— DATA FOR REVIEW —
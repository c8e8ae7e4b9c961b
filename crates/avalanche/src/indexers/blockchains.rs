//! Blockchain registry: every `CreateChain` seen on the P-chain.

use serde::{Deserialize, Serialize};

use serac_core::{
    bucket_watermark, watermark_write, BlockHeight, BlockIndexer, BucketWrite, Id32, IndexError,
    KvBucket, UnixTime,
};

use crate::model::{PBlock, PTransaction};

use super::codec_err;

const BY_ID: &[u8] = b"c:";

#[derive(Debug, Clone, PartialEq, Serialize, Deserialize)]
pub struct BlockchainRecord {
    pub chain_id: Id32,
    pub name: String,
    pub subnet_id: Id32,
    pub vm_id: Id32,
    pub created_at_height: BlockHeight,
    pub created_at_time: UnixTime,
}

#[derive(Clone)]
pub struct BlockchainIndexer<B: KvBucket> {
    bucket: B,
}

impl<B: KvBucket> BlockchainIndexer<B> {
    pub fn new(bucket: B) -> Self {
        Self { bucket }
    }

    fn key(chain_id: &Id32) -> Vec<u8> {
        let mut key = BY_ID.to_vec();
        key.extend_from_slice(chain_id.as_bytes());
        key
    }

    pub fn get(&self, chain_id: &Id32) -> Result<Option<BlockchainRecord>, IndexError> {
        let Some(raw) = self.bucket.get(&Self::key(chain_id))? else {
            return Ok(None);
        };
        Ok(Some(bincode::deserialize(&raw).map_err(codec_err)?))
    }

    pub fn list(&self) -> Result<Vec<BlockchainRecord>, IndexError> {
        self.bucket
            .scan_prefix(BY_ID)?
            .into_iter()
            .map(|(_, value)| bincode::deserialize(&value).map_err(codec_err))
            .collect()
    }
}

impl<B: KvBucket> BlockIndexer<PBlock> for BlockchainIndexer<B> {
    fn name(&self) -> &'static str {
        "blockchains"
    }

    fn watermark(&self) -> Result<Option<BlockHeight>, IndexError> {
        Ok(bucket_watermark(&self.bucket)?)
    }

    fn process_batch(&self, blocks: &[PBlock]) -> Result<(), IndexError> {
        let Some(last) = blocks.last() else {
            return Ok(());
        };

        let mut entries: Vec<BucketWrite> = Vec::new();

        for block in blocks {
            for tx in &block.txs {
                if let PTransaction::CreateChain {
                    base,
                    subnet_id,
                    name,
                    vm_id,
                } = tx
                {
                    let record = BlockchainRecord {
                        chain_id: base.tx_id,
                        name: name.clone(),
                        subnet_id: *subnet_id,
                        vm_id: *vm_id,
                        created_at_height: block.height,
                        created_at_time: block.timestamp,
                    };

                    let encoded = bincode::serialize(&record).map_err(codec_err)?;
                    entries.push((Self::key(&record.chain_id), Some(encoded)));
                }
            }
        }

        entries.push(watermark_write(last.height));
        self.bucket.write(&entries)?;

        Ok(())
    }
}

— ASSIGNED TASK —
Print every record exactly as it was given.

— EXERCISE OUTPUT —
repository c8e8ae7e4b9c961b
filename crates/avalanche/src/indexers/blockchains.rs
//! Blockchain registry: every `CreateChain` seen on the P-chain.

use serde::{Deserialize, Serialize};

use serac_core::{
    bucket_watermark, watermark_write, BlockHeight, BlockIndexer, BucketWrite, Id32, IndexError,
    KvBucket, UnixTime,
};

use crate::model::{PBlock, PTransaction};

use super::codec_err;

const BY_ID: &[u8] = b"c:";

#[derive(Debug, Clone, PartialEq, Serialize, Deserialize)]
pub struct BlockchainRecord {
    pub chain_id: Id32,
    pub name: String,
    pub subnet_id: Id32,
    pub vm_id: Id32,
    pub created_at_height: BlockHeight,
    pub created_at_time: UnixTime,
}

#[derive(Clone)]
pub struct BlockchainIndexer<B: KvBucket> {
    bucket: B,
}

impl<B: KvBucket> BlockchainIndexer<B> {
    pub fn new(bucket: B) -> Self {
        Self { bucket }
    }

    fn key(chain_id: &Id32) -> Vec<u8> {
        let mut key = BY_ID.to_vec();
        key.extend_from_slice(chain_id.as_bytes());
        key
    }

    pub fn get(&self, chain_id: &Id32) -> Result<Option<BlockchainRecord>, IndexError> {
        let Some(raw) = self.bucket.get(&Self::key(chain_id))? else {
            return Ok(None);
        };
        Ok(Some(bincode::deserialize(&raw).map_err(codec_err)?))
    }

    pub fn list(&self) -> Result<Vec<BlockchainRecord>, IndexError> {
        self.bucket
            .scan_prefix(BY_ID)?
            .into_iter()
            .map(|(_, value)| bincode::deserialize(&value).map_err(codec_err))
            .collect()
    }
}

impl<B: KvBucket> BlockIndexer<PBlock> for BlockchainIndexer<B> {
    fn name(&self) -> &'static str {
        "blockchains"
    }

    fn watermark(&self) -> Result<Option<BlockHeight>, IndexError> {
        Ok(bucket_watermark(&self.bucket)?)
    }

    fn process_batch(&self, blocks: &[PBlock]) -> Result<(), IndexError> {
        let Some(last) = blocks.last() else {
            return Ok(());
        };

        let mut entries: Vec<BucketWrite> = Vec::new();

        for block in blocks {
            for tx in &block.txs {
                if let PTransaction::CreateChain {
                    base,
                    subnet_id,
                    name,
                    vm_id,
                } = tx
                {
                    let record = BlockchainRecord {
                        chain_id: base.tx_id,
                        name: name.clone(),
                        subnet_id: *subnet_id,
                        vm_id: *vm_id,
                        created_at_height: block.height,
                        created_at_time: block.timestamp,
                    };

                    let encoded = bincode::serialize(&record).map_err(codec_err)?;
                    entries.push((Self::key(&record.chain_id), Some(encoded)));
                }
            }
        }

        entries.push(watermark_write(last.height));
        self.bucket.write(&entries)?;

        Ok(())
    }
}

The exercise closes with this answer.